De Guillermo de Haro (*)
Em 2003, após concluir um MBA na IE Business School, lancei-me na criação de uma empresa com um grupo de amigos engenheiros como eu. Naquela época, no nosso meio, havia muita gente a criar empresas dedicadas ao desenvolvimento de tecnologia para a web. Era lógico, a Internet estava a recuperar o seu estado de ebulição no comércio eletrónico depois de ter rebentado a bolha das empresas ponto com.
Mas nós decidimos seguir outro caminho e concentrámo-nos no desenvolvimento de software para empresas do setor industrial. Se cometermos um erro a desenvolver para a web, os nossos clientes podem zangar-se, e podemos perder dinheiro, mas o impacto não irá muito além disso. No mundo industrial, se o nosso software falhar, as consequências podem ser muito piores e, inclusivamente, fatais. Era vital desenvolver aplicações robustas e entender a indústria. Os simuladores para formação eram dos nossos produtos com maior êxito. Gémeos digitais, antes de se conhecerem vulgarmente por esse nome.

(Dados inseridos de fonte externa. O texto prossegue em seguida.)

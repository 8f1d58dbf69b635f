//! Atomic GL object names

use std::sync::atomic::{AtomicU32, Ordering};

/// A GL object name owned by a resource.
///
/// Zero is the null name. `take` swaps the name out so deletion happens at
/// most once, even when the owning resource is shared behind an `Arc`.
#[derive(Default)]
pub struct GlHandle {
    name: AtomicU32,
    kind: &'static str,
}

impl GlHandle {
    pub fn new(kind: &'static str) -> Self {
        Self {
            name: AtomicU32::new(0),
            kind,
        }
    }

    pub fn get(&self) -> u32 {
        self.name.load(Ordering::Acquire)
    }

    pub fn set(&self, name: u32) {
        self.name.store(name, Ordering::Release);
    }

    pub fn is_null(&self) -> bool {
        self.get() == 0
    }

    /// Take the name, leaving null behind. Returns `None` when already null.
    pub fn take(&self) -> Option<u32> {
        match self.name.swap(0, Ordering::AcqRel) {
            0 => None,
            name => Some(name),
        }
    }
}

impl std::fmt::Debug for GlHandle {
    fn fmt(&self, f: &mut std::fmt::Formatter<'_>) -> std::fmt::Result {
        write!(f, "{}({})", self.kind, self.get())
    }
}

impl Drop for GlHandle {
    fn drop(&mut self) {
        let name = *self.name.get_mut();
        if name != 0 {
            log::warn!("{} {} dropped without being released", self.kind, name);
        }
    }
}
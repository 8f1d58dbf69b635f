//! Logger initialisation

use serde::{Deserialize, Serialize};
use std::sync::Once;

/// Logger configuration.
///
/// `env_filter` follows the `env_logger` filter syntax, e.g.
/// `"info"` or `"scenegl=debug,winit=warn"`. When unset `RUST_LOG` is used,
/// falling back to `info`.
#[derive(Debug, Clone, Default, PartialEq, Eq, Serialize, Deserialize)]
#[serde(default)]
pub struct LoggingConfig {
    pub env_filter: Option<String>,
    /// Force ANSI colours on or off; `None` detects the terminal
    pub color: Option<bool>,
}

static INIT: Once = Once::new();

/// Initialise the global logger. Later calls are ignored.
pub fn init_logging(config: &LoggingConfig) {
    INIT.call_once(|| install(config));
}

#[cfg(not(target_arch = "wasm32"))]
fn install(config: &LoggingConfig) {
    let mut builder = env_logger::Builder::new();

    match (&config.env_filter, std::env::var("RUST_LOG")) {
        (Some(filter), _) => {
            builder.parse_filters(filter);
        }
        (None, Ok(filter)) => {
            builder.parse_filters(&filter);
        }
        (None, Err(_)) => {
            builder.filter_level(log::LevelFilter::Info);
        }
    }

    builder.write_style(match config.color {
        Some(true) => env_logger::WriteStyle::Always,
        Some(false) => env_logger::WriteStyle::Never,
        None => env_logger::WriteStyle::Auto,
    });

    // Another logger may already be installed by the host application
    if let Err(e) = builder.try_init() {
        log::warn!("Logger not installed: {}", e);
        return;
    }
    log::debug!("Logging initialised");
}

#[cfg(target_arch = "wasm32")]
fn install(_config: &LoggingConfig) {}
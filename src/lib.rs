//! scenegl - an entity-component scene graph driving an OpenGL pipeline
//!
//! # Features
//! - GPU resource lifecycle: vertex buffers, textures, multi-render-target
//!   framebuffers and shader programs, each with explicit status and errors
//! - Resource managers for meshes, textures, shaders and sounds
//! - Bevy ECS based scene with transforms, cameras and behaviour scripts
//! - Per-frame draw orchestration against the primary camera
//! - Platform-agnostic input with a winit translation layer
//! - WAV decoding and positional sound sources
//!
//! All GPU access goes through a [`gl::GlDevice`]; [`gl::HeadlessDevice`]
//! runs the whole engine without a display.

pub mod audio;
pub mod engine;
pub mod gl;
pub mod import;
pub mod input;
pub mod logging;
pub mod render;
pub mod resources;
pub mod scene;

// Re-export Bevy ECS prelude for users
pub use bevy_ecs::prelude::*;

pub use engine::{Engine, FrameClock};
pub use gl::{GlContext, GlDevice};
pub use render::{RenderError, Renderer};
pub use scene::{Camera, Name, Scene, Transform, ViewSettings};

use crate::logging::LoggingConfig;
use crate::resources::ResourceDirectories;
use serde::{Deserialize, Serialize};
use std::path::Path;
use std::time::Duration;
use thiserror::Error;

#[derive(Error, Debug, Clone, PartialEq)]
pub enum ConfigError {
    #[error("Failed to read config '{path}': {message}")]
    Io { path: String, message: String },
    #[error("Invalid engine config: {0}")]
    Parse(String),
}

/// Configuration for initializing the engine
#[derive(Debug, Clone, PartialEq, Serialize, Deserialize)]
#[serde(default)]
pub struct EngineConfig {
    /// Window title
    pub title: String,
    /// Initial window width
    pub width: u32,
    /// Initial window height
    pub height: u32,
    /// RGBA colour the default framebuffer is cleared to
    pub clear_color: [f32; 4],
    /// Logical resource directories, id to path
    pub directories: ResourceDirectories,
    /// View settings of cameras spawned by the engine
    pub camera: ViewSettings,
    /// Interval between sweeps of finished sound playbacks
    pub sweep_interval_ms: u64,
    pub logging: LoggingConfig,
}

impl Default for EngineConfig {
    fn default() -> Self {
        Self {
            title: "scenegl".to_string(),
            width: 1280,
            height: 720,
            clear_color: [0.1, 0.1, 0.1, 1.0],
            directories: ResourceDirectories::new(),
            camera: ViewSettings::default(),
            sweep_interval_ms: audio::DEFAULT_SWEEP_INTERVAL.as_millis() as u64,
            logging: LoggingConfig::default(),
        }
    }
}

impl EngineConfig {
    /// Parse a JSON config. Missing fields take their defaults.
    pub fn from_json_str(json: &str) -> Result<Self, ConfigError> {
        serde_json::from_str(json).map_err(|e| ConfigError::Parse(e.to_string()))
    }

    pub fn load(path: &Path) -> Result<Self, ConfigError> {
        let json = std::fs::read_to_string(path).map_err(|e| ConfigError::Io {
            path: path.display().to_string(),
            message: e.to_string(),
        })?;
        let config = Self::from_json_str(&json)?;
        log::debug!("Loaded engine config from {}", path.display());
        Ok(config)
    }

    pub fn sweep_interval(&self) -> Duration {
        Duration::from_millis(self.sweep_interval_ms)
    }
}
//! Positional sound source component

use crate::audio::{AudioBackend, AudioError, PlaybackId, SoundClip};
use bevy_ecs::prelude::*;
use glam::Vec3;
use parking_lot::Mutex;
use std::sync::atomic::{AtomicBool, Ordering};
use std::sync::Arc;
use std::thread::{self, JoinHandle};
use std::time::Duration;

/// Default interval between sweeps for finished playbacks
pub const DEFAULT_SWEEP_INTERVAL: Duration = Duration::from_millis(500);

type ActiveList = Arc<Mutex<Vec<PlaybackId>>>;

/// Sweep finished playbacks out of `active`, releasing them on the backend
fn sweep(backend: &dyn AudioBackend, active: &Mutex<Vec<PlaybackId>>) -> usize {
    let mut active = active.lock();
    let before = active.len();
    active.retain(|&id| {
        if backend.is_playing(id) {
            true
        } else {
            backend.release(id);
            false
        }
    });
    before - active.len()
}

struct Sweeper {
    running: Arc<AtomicBool>,
    handle: JoinHandle<()>,
}

/// Plays clips from an entity and keeps the list of running playbacks.
///
/// A background thread sweeps finished playbacks every interval. The list
/// is only touched under its mutex, so the sweep is atomic with respect to
/// `play`, `stop_all` and `is_playing` on the update thread.
#[derive(Component)]
pub struct SoundSource {
    backend: Arc<dyn AudioBackend>,
    active: ActiveList,
    position: Vec3,
    sweeper: Option<Sweeper>,
}

impl SoundSource {
    pub fn new(backend: Arc<dyn AudioBackend>, interval: Duration) -> Self {
        let active: ActiveList = Arc::new(Mutex::new(Vec::new()));
        let running = Arc::new(AtomicBool::new(true));

        let thread_backend = Arc::clone(&backend);
        let thread_active = Arc::clone(&active);
        let thread_running = Arc::clone(&running);
        let spawned = thread::Builder::new()
            .name("sound-sweeper".to_string())
            .spawn(move || {
                while thread_running.load(Ordering::Acquire) {
                    thread::park_timeout(interval);
                    if !thread_running.load(Ordering::Acquire) {
                        break;
                    }
                    let swept = sweep(thread_backend.as_ref(), &thread_active);
                    if swept > 0 {
                        log::trace!("Swept {} finished playbacks", swept);
                    }
                }
            });

        let sweeper = match spawned {
            Ok(handle) => Some(Sweeper { running, handle }),
            Err(e) => {
                log::warn!("Failed to start sound sweeper, finished playbacks are swept manually: {}", e);
                None
            }
        };

        Self {
            backend,
            active,
            position: Vec3::ZERO,
            sweeper,
        }
    }

    /// Position new playbacks start at
    pub fn set_position(&mut self, position: Vec3) {
        self.position = position;
    }

    pub fn position(&self) -> Vec3 {
        self.position
    }

    pub fn play(&self, clip: &SoundClip, looping: bool) -> Result<PlaybackId, AudioError> {
        let id = self.backend.play(clip, self.position, looping)?;
        self.active.lock().push(id);
        log::debug!("Playing '{}' as playback {}", clip.name(), id);
        Ok(id)
    }

    /// Stop and release every running playback
    pub fn stop_all(&self) {
        let mut active = self.active.lock();
        for id in active.drain(..) {
            self.backend.stop(id);
            self.backend.release(id);
        }
    }

    /// Whether any playback of this source is still running
    pub fn is_playing(&self) -> bool {
        let active = self.active.lock();
        active.iter().any(|&id| self.backend.is_playing(id))
    }

    pub fn active_count(&self) -> usize {
        self.active.lock().len()
    }

    /// Sweep now instead of waiting for the background thread
    pub fn sweep(&self) -> usize {
        sweep(self.backend.as_ref(), &self.active)
    }

    pub fn has_sweeper(&self) -> bool {
        self.sweeper.is_some()
    }
}

impl Drop for SoundSource {
    fn drop(&mut self) {
        if let Some(sweeper) = self.sweeper.take() {
            sweeper.running.store(false, Ordering::Release);
            sweeper.handle.thread().unpark();
            if sweeper.handle.join().is_err() {
                log::error!("Sound sweeper thread panicked");
            }
        }
        self.stop_all();
    }
}

impl std::fmt::Debug for SoundSource {
    fn fmt(&self, f: &mut std::fmt::Formatter<'_>) -> std::fmt::Result {
        f.debug_struct("SoundSource")
            .field("active", &self.active_count())
            .field("position", &self.position)
            .field("sweeper", &self.sweeper.is_some())
            .finish()
    }
}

Mais ou menos nessa altura, surgia a Second Life, um popular mundo virtual criado pela Linden Lab, onde os utilizadores podiam não só interagir e comunicar entre eles num ambiente tridimensional imersivo, mas também criar e personalizar os seus avatares para explorar um vasto panorama digital, repleto de edifícios, paisagens e objetos criados e desenvolvidos pelos próprios residentes.
A plataforma ganhou popularidade quer devido à comunidade e ao modelo baseado em conteúdo gerado pelos utilizadores quer por permitir que os residentes comprem, vendem e negoceiem propriedades e bens virtuais utilizando a moeda do jogo, o Linden Dollar. Os residentes podem socializar, participar em atividades ou criar e assistir a eventos como concertos, exposições de arte e seminários pedagógicos. A Second Life também se apresentou como uma plataforma com fins didáticos, onde se pode realizar conferências virtuais e reuniões de negócios. Com um crescimento exponencial no primeiro ano, as expectativas do que estaria por vir eram espetaculares. No entanto, este exemplo pioneiro de plataformas do mundo virtual, que sempre deixou claro que não era um jogo e que ainda hoje funciona, nunca conseguiu levantar voo.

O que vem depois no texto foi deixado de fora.